* _Task inputs_:
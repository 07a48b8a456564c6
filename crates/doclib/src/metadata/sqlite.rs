use async_trait::async_trait;
use chrono::Utc;

use super::MetadataStore;
use crate::db::document_repo::{self, DocumentRow};
use crate::db::Database;
use crate::error::MetadataError;
use crate::model::{NewDocument, StoredDocument};

/// Metadata in the `pdf_documents` table of a local SQLite database.
#[derive(Clone)]
pub struct SqliteMetadataStore {
    db: Database,
}

impl SqliteMetadataStore {
    pub fn new(db: Database) -> Self {
        Self { db }
    }
}

#[async_trait]
impl MetadataStore for SqliteMetadataStore {
    async fn insert(&self, doc: NewDocument) -> Result<StoredDocument, MetadataError> {
        let stored = StoredDocument {
            id: uuid::Uuid::new_v4().to_string(),
            title: doc.title,
            file_name: doc.file_name,
            uploaded_at: Utc::now(),
            size: doc.size,
            path: doc.path,
        };

        document_repo::insert(&self.db, &DocumentRow::from_document(&stored))?;
        Ok(stored)
    }

    async fn delete(&self, id: &str) -> Result<bool, MetadataError> {
        Ok(document_repo::delete(&self.db, id)?)
    }

    async fn get(&self, id: &str) -> Result<Option<StoredDocument>, MetadataError> {
        match document_repo::find_by_id(&self.db, id)? {
            Some(row) => Ok(Some(row.into_document()?)),
            None => Ok(None),
        }
    }

    async fn list_all(&self) -> Result<Vec<StoredDocument>, MetadataError> {
        document_repo::list_newest_first(&self.db)?
            .into_iter()
            .map(|row| row.into_document().map_err(MetadataError::from))
            .collect()
    }
}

* _What to produce_: From the entries above, collect every line with the string "delete" in it.

* _Result for this exercise_:
    async fn delete(&self, id: &str) -> Result<bool, MetadataError> {
        Ok(document_repo::delete(&self.db, id)?)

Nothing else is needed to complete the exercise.